The '~MHz' value is in hex.  So '0x88c' translates to 2188 in decimal,
as in 2188 MHz.  The final place to get the data on the CPU is from
'systeminfo':
        fenster [C:\] systeminfo
        <snip...>
        Processor(s):              1 Processor(s) Installed.
                                   [01]: x86 Family 15 Model 47 Stepping 0 AuthenticAMD ~2188 Mhz
        <snip...>
Here we get a count, make, and speed of the CPU.  Like the environment
variables above, 'systeminfo' also retrieves its information from
the Windows registry.  To close out this post, boot information.
Unfortunately, Windows doesn't have much to give up here.  Once again,
back to 'systeminfo':
        fenster [C:\] systeminfo | findstr /C:"Boot Device" /C:"Windows Dir"
        Windows Directory:         C:\WINDOWS
        Boot Device:               \Device\HarddiskVolume1
Windows provides us with the 'windows' directory and the boot device used.

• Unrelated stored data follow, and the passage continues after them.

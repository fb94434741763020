//! Canned replies that bypass the model for common short phrases.

use rand::seq::SliceRandom;
use rand::Rng;
use sienna_core::Language;

type Table = &'static [(&'static str, &'static [&'static str])];

const ARABIC: Table = &[
    ("مرحبا", &["أهلاً وسهلاً! 😊", "مرحباً بك! 🌟", "أهلين! 💫", "أهلاً بك يا صديقي! 🎉"]),
    ("كيف حالك", &["تمام والحمدلله! 🙏", "بخير شكراً لك! 😄", "كويسة، وأنت؟ 💖", "أنا بخير، شكراً لسؤالك! 🌸"]),
    ("احبك", &["💖 وأنت عزيز!", "أنا بحبك كمان يا غالي! 🌹", "💕 شكراً لك!", "أنت رائع! 😍"]),
    ("باي", &["مع السلامة! 👋", "أشوفك بعدين! ✨", "باي، أراك قريباً! 💫", "وداعاً! 🌙"]),
    ("شكرا", &["العفو! 😊", "على الرحب والسعة! 🌟", "دي فرحتي! 💖", "أنت تستاهل! 🎁"]),
    ("صباح الخير", &["صباح النور! ☀️", "صباحك سعيد! 🌸", "صباح الخير يا جميل! 🌅"]),
    ("مساء الخير", &["مساء النور! 🌙", "مسائك سعيد! ✨", "مساء الخير والعافية! 🌹"]),
];

const ENGLISH: Table = &[
    // Plain substring, not a word match: "this" and "something" hit it too.
    ("hi", &["Hello! 😊", "Hi there! 🌟", "Hey! 💫", "Hi, nice to see you! 🎉"]),
    ("hello", &["Hello! 😊", "Hi there! 🌟", "Hey! 💫", "Hi, nice to see you! 🎉"]),
    ("how are you", &["I'm good, thanks! 🙏", "Doing well! 😄", "Great, and you? 💖", "I'm fine, thank you! 🌸"]),
    ("i love you", &["💖 You're sweet!", "Love you too! 🌹", "💕 Thank you!", "You're amazing! 😍"]),
    ("bye", &["Goodbye! 👋", "See you later! ✨", "Bye, see you soon! 💫", "Farewell! 🌙"]),
    ("thank you", &["You're welcome! 😊", "My pleasure! 🌟", "Anytime! 💖", "You deserve it! 🎁"]),
    ("good morning", &["Good morning! ☀️", "Morning sunshine! 🌸", "Have a great morning! 🌅"]),
    ("good evening", &["Good evening! 🌙", "Evening! ✨", "Have a lovely evening! 🌹"]),
];

#[derive(Debug, Clone, Copy, Default)]
pub struct QuickReplies;

impl QuickReplies {
    fn table(language: Language) -> Table {
        match language {
            Language::Ar => ARABIC,
            Language::En => ENGLISH,
        }
    }

    /// The first trigger (in table order) contained in the lowercased input
    /// picks the response set; one response is drawn uniformly from it.
    pub fn lookup<R: Rng + ?Sized>(&self, language: Language, input: &str, rng: &mut R) -> Option<&'static str> {
        let lowered = input.trim().to_lowercase();
        Self::table(language)
            .iter()
            .find(|(trigger, _)| lowered.contains(trigger))
            .and_then(|(_, responses)| responses.choose(rng).copied())
    }

    /// Every response registered for `trigger`.
    pub fn responses(&self, language: Language, trigger: &str) -> &'static [&'static str] {
        Self::table(language)
            .iter()
            .find(|(t, _)| *t == trigger)
            .map(|(_, r)| *r)
            .unwrap_or(&[])
    }
}
//! Bounded model context from a user's full conversation log.

use rand::seq::index;
use rand::Rng;
use sienna_core::Turn;

/// Recency-biased window with occasional recall of older turns.
///
/// Short logs yield the most recent `recent` turns. Once the log is longer
/// than `recall_threshold`, up to `max_recalled` turns are sampled without
/// replacement from everything except the newest `protected_tail` turns and
/// placed (oldest first) ahead of the recent turns.
#[derive(Debug, Clone, Copy, PartialEq, Eq)]
pub struct HistoryWindowBuilder {
    pub recall_threshold: usize,
    pub recent: usize,
    pub protected_tail: usize,
    pub max_recalled: usize,
}

impl Default for HistoryWindowBuilder {
    fn default() -> Self {
        Self {
            recall_threshold: 15,
            recent: 6,
            protected_tail: 8,
            max_recalled: 2,
        }
    }
}

impl HistoryWindowBuilder {
    /// Upper bound on the window length.
    pub fn max_len(&self) -> usize {
        self.recent + self.max_recalled
    }

    pub fn build<R: Rng + ?Sized>(&self, log: &[Turn], rng: &mut R) -> Vec<Turn> {
        let recent_start = log.len().saturating_sub(self.recent);
        let mut window = Vec::with_capacity(self.max_len());

        if log.len() > self.recall_threshold {
            let pool = log.len().saturating_sub(self.protected_tail);
            let k = self.max_recalled.min(pool);
            if k > 0 {
                let mut picked = index::sample(rng, pool, k).into_vec();
                picked.sort_unstable();
                window.extend(picked.into_iter().map(|i| log[i].clone()));
            }
        }

        window.extend_from_slice(&log[recent_start..]);
        window
    }
}
//! The durable per-user record.
//!
//! One `UserRecord` exists per Discord user id. Every reader gets the same
//! defaults through `UserRecord::fresh` and the `#[serde(default)]` attributes,
//! so a file with missing keys still loads into a complete record.

use chrono::{NaiveDate, NaiveDateTime, NaiveTime};
use serde::{Deserialize, Deserializer, Serialize};

use crate::timefmt;

/// Companion name used until the user picks one.
pub const DEFAULT_COMPANION_NAME: &str = "Sienna";

/// Accepted length range (in characters) for display and companion names.
pub const NAME_MIN_CHARS: usize = 2;
pub const NAME_MAX_CHARS: usize = 20;

/// Minimum age to finish onboarding.
pub const MIN_ONBOARDING_AGE: u32 = 14;
/// Minimum age to enable explicit mode.
pub const MIN_EXPLICIT_AGE: u32 = 18;

// ============================================================================
// Onboarding cursor
// ============================================================================

#[derive(Debug, Clone, Copy, Default, PartialEq, Eq, Hash, Serialize, Deserialize)]
#[serde(rename_all = "snake_case")]
pub enum OnboardingState {
    #[default]
    WaitingLanguage,
    WaitingUserName,
    WaitingAge,
    WaitingBotName,
    Normal,
}

impl OnboardingState {
    /// Position in the forward-only onboarding order.
    pub fn ordinal(self) -> u8 {
        match self {
            Self::WaitingLanguage => 0,
            Self::WaitingUserName => 1,
            Self::WaitingAge => 2,
            Self::WaitingBotName => 3,
            Self::Normal => 4,
        }
    }

    pub fn is_onboarding(self) -> bool {
        self != Self::Normal
    }
}

#[derive(Debug, Clone, Copy, PartialEq, Eq, Hash, Serialize, Deserialize)]
#[serde(rename_all = "lowercase")]
pub enum Language {
    Ar,
    En,
}

impl Language {
    /// Map a language-choice reply to a language. Case-insensitive, trimmed.
    pub fn from_choice(input: &str) -> Option<Self> {
        match input.trim().to_lowercase().as_str() {
            "1" | "عربي" | "ar" => Some(Self::Ar),
            "2" | "english" | "en" => Some(Self::En),
            _ => None,
        }
    }

    pub fn code(self) -> &'static str {
        match self {
            Self::Ar => "ar",
            Self::En => "en",
        }
    }
}

// ============================================================================
// Personality traits
// ============================================================================

pub const TRAIT_NAMES: [&str; 8] = [
    "curiosity",
    "sensitivity",
    "happiness",
    "sadness",
    "boldness",
    "kindness",
    "shyness",
    "intelligence",
];

/// The eight personality percentages. Values are clamped into `0..=100` on read,
/// and any key the file lacks takes its default.
#[derive(Debug, Clone, Copy, PartialEq, Eq, Serialize, Deserialize)]
#[serde(default)]
pub struct Traits {
    #[serde(deserialize_with = "percent")]
    pub curiosity: u8,
    #[serde(deserialize_with = "percent")]
    pub sensitivity: u8,
    #[serde(deserialize_with = "percent")]
    pub happiness: u8,
    #[serde(deserialize_with = "percent")]
    pub sadness: u8,
    #[serde(deserialize_with = "percent")]
    pub boldness: u8,
    #[serde(deserialize_with = "percent")]
    pub kindness: u8,
    #[serde(deserialize_with = "percent")]
    pub shyness: u8,
    #[serde(deserialize_with = "percent")]
    pub intelligence: u8,
}

impl Default for Traits {
    fn default() -> Self {
        Self {
            curiosity: 50,
            sensitivity: 50,
            happiness: 50,
            sadness: 20,
            boldness: 50,
            kindness: 50,
            shyness: 20,
            intelligence: 80,
        }
    }
}

impl Traits {
    pub fn get(&self, name: &str) -> Option<u8> {
        Some(match name {
            "curiosity" => self.curiosity,
            "sensitivity" => self.sensitivity,
            "happiness" => self.happiness,
            "sadness" => self.sadness,
            "boldness" => self.boldness,
            "kindness" => self.kindness,
            "shyness" => self.shyness,
            "intelligence" => self.intelligence,
            _ => return None,
        })
    }

    /// Set a trait by name, clamping to 100. Returns false for an unknown name.
    pub fn set(&mut self, name: &str, value: u8) -> bool {
        let value = value.min(100);
        let slot = match name {
            "curiosity" => &mut self.curiosity,
            "sensitivity" => &mut self.sensitivity,
            "happiness" => &mut self.happiness,
            "sadness" => &mut self.sadness,
            "boldness" => &mut self.boldness,
            "kindness" => &mut self.kindness,
            "shyness" => &mut self.shyness,
            "intelligence" => &mut self.intelligence,
            _ => return false,
        };
        *slot = value;
        true
    }

    pub fn iter(&self) -> impl Iterator<Item = (&'static str, u8)> + '_ {
        TRAIT_NAMES
            .iter()
            .filter_map(move |name| self.get(name).map(|v| (*name, v)))
    }
}

#[derive(Deserialize)]
#[serde(untagged)]
enum RawNumber {
    Int(i64),
    Float(f64),
    Text(String),
}

fn percent<'de, D: Deserializer<'de>>(deserializer: D) -> Result<u8, D::Error> {
    let value = match RawNumber::deserialize(deserializer)? {
        RawNumber::Int(i) => i,
        RawNumber::Float(f) => f.round() as i64,
        RawNumber::Text(s) => s
            .trim()
            .parse::<i64>()
            .map_err(|_| serde::de::Error::custom(format!("trait value is not a number: {s}")))?,
    };
    Ok(value.clamp(0, 100) as u8)
}

// ============================================================================
// Profile / progress / reminders / log
// ============================================================================

#[derive(Debug, Clone, PartialEq, Serialize, Deserialize)]
#[serde(default)]
pub struct Profile {
    pub activated: bool,
    pub state: OnboardingState,
    pub language: Option<Language>,
    #[serde(alias = "user_name")]
    pub display_name: Option<String>,
    pub age: Option<u32>,
    #[serde(alias = "bot_name")]
    pub companion_name: String,
    #[serde(alias = "sex_mode")]
    pub explicit_mode: bool,
    pub traits: Traits,
    #[serde(with = "timefmt")]
    pub joined_at: NaiveDateTime,
    pub daily_streak: u32,
    #[serde(alias = "last_daily")]
    pub last_daily_claim: Option<NaiveDate>,
    /// Keys owned by the dashboard (notification toggle, saved presets, ...).
    /// Carried through bot saves untouched.
    #[serde(flatten)]
    pub extra: serde_json::Map<String, serde_json::Value>,
}

impl Default for Profile {
    fn default() -> Self {
        Self {
            activated: false,
            state: OnboardingState::WaitingLanguage,
            language: None,
            display_name: None,
            age: None,
            companion_name: DEFAULT_COMPANION_NAME.to_string(),
            explicit_mode: false,
            traits: Traits::default(),
            joined_at: timefmt::now_local(),
            daily_streak: 0,
            last_daily_claim: None,
            extra: serde_json::Map::new(),
        }
    }
}

#[derive(Debug, Clone, Copy, PartialEq, Eq, Serialize, Deserialize)]
#[serde(default)]
pub struct Progress {
    pub level: u32,
    pub xp: u32,
    pub messages: u32,
}

impl Default for Progress {
    fn default() -> Self {
        Self {
            level: 1,
            xp: 0,
            messages: 0,
        }
    }
}

#[derive(Debug, Clone, PartialEq, Eq, Serialize, Deserialize)]
pub struct Reminder {
    #[serde(default)]
    pub id: u32,
    #[serde(alias = "time")]
    pub time_of_day: String,
    #[serde(default)]
    pub message: String,
    #[serde(with = "timefmt", default = "timefmt::now_local")]
    pub created_at: NaiveDateTime,
}

#[derive(Debug, Clone, Copy, PartialEq, Eq, Hash, Serialize, Deserialize)]
#[serde(rename_all = "lowercase")]
pub enum Role {
    User,
    Assistant,
}

#[derive(Debug, Clone, PartialEq, Eq, Serialize, Deserialize)]
pub struct Turn {
    pub role: Role,
    pub content: String,
    #[serde(with = "timefmt", default = "timefmt::now_local")]
    pub time: NaiveDateTime,
}

impl Turn {
    pub fn user(content: impl Into<String>) -> Self {
        Self {
            role: Role::User,
            content: content.into(),
            time: timefmt::now_local(),
        }
    }

    pub fn assistant(content: impl Into<String>) -> Self {
        Self {
            role: Role::Assistant,
            content: content.into(),
            time: timefmt::now_local(),
        }
    }
}

// ============================================================================
// UserRecord
// ============================================================================

/// A list block that older writers sometimes stored as `{}` or `null`.
/// An object contributes its values; anything else that is not an array
/// reads as empty.
fn lenient_list<'de, D, T>(deserializer: D) -> Result<Vec<T>, D::Error>
where
    D: Deserializer<'de>,
    T: serde::de::DeserializeOwned,
{
    let items = match serde_json::Value::deserialize(deserializer)? {
        serde_json::Value::Array(items) => items,
        serde_json::Value::Object(map) => map.into_iter().map(|(_, v)| v).collect(),
        _ => return Ok(Vec::new()),
    };
    items
        .into_iter()
        .map(serde_json::from_value)
        .collect::<Result<_, _>>()
        .map_err(serde::de::Error::custom)
}

#[derive(Debug, Clone, PartialEq, Default, Serialize, Deserialize)]
#[serde(default)]
pub struct UserRecord {
    #[serde(alias = "user_data")]
    pub profile: Profile,
    #[serde(alias = "user_progress")]
    pub progress: Progress,
    #[serde(alias = "user_reminders", deserialize_with = "lenient_list")]
    pub reminders: Vec<Reminder>,
    #[serde(alias = "user_conversation_history", deserialize_with = "lenient_list")]
    pub conversation_log: Vec<Turn>,
}

impl UserRecord {
    /// A brand-new record: waiting for a language choice, not activated,
    /// default traits, level 1, empty reminders and log.
    pub fn fresh(companion_name: &str) -> Self {
        Self {
            profile: Profile {
                companion_name: companion_name.to_string(),
                ..Profile::default()
            },
            ..Self::default()
        }
    }

    /// Repair values a hand-edited file can get wrong but serde cannot reject.
    pub fn normalize(&mut self) {
        self.progress.level = self.progress.level.max(1);
        if self.profile.companion_name.trim().is_empty() {
            self.profile.companion_name = DEFAULT_COMPANION_NAME.to_string();
        }
        // Only the final transition sets `activated`; a half-onboarded
        // record carrying it is reset to the gate-closed default.
        if self.profile.state.is_onboarding() {
            self.profile.activated = false;
        }
    }

    /// Language for replies; records that never chose one speak Arabic.
    pub fn language(&self) -> Language {
        self.profile.language.unwrap_or(Language::Ar)
    }

    /// Display name, or `User<last four digits>` when the user never set one.
    pub fn display_name_or(&self, user_id: &str) -> String {
        match &self.profile.display_name {
            Some(name) if !name.is_empty() => name.clone(),
            _ => {
                let tail: String = user_id
                    .chars()
                    .rev()
                    .take(4)
                    .collect::<Vec<_>>()
                    .into_iter()
                    .rev()
                    .collect();
                format!("User{tail}")
            }
        }
    }

    pub fn last_user_turn(&self) -> Option<&Turn> {
        self.conversation_log
            .iter()
            .rev()
            .find(|t| t.role == Role::User)
    }

    /// Drop turns from the head once the log exceeds `high_water`, keeping
    /// the most recent `keep`. Returns whether anything was removed.
    pub fn prune_log(&mut self, high_water: usize, keep: usize) -> bool {
        let len = self.conversation_log.len();
        if len <= high_water {
            return false;
        }
        let keep = keep.min(len);
        self.conversation_log.drain(..len - keep);
        true
    }

    pub fn next_reminder_id(&self) -> u32 {
        self.reminders.iter().map(|r| r.id).max().unwrap_or(0) + 1
    }
}

// ============================================================================
// Validation helpers
// ============================================================================

/// Trim and accept a name of 2 to 20 characters.
pub fn validate_name(input: &str) -> Option<String> {
    let trimmed = input.trim();
    let len = trimmed.chars().count();
    (NAME_MIN_CHARS..=NAME_MAX_CHARS)
        .contains(&len)
        .then(|| trimmed.to_string())
}

#[derive(Debug, thiserror::Error, PartialEq, Eq)]
#[error("invalid time of day {0:?}, expected HH:MM")]
pub struct TimeOfDayError(pub String);

/// Validate a 24h `HH:MM` reminder time and return it zero-padded.
pub fn parse_time_of_day(input: &str) -> Result<String, TimeOfDayError> {
    NaiveTime::parse_from_str(input.trim(), "%H:%M")
        .map(|t| t.format("%H:%M").to_string())
        .map_err(|_| TimeOfDayError(input.to_string()))
}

Note:  The value of PROCESSOR_ARCHITECTURE can actually be any of 'x86',
        'IA64', or 'AMD64'.  These break down to x86 = 32 bit,
        IA64 = 32 bit with 64 bit emulation, and AMD64 = 64 bit or
        32 bit with 64 bit emulation.  If 'PROCESSOR_ARCHITEW6432' or
        'ProgramW6432' exist as an environment variable and registry key,
        the chipset is 32 bit with 64 bit emulation.  Additionally, if
        'PROCESSOR_IDENTIFIER' contains the string 'x86', the chipset
        is 32 bit.  If instead it contains either 'AMD64' or 'EM64T',
        it is 64 bit.  In either 64 bit case of 'PROCESSOR_IDENTIFIER',
        'PROCESSOR_ARCHITECTURE' will report 'AMD64'.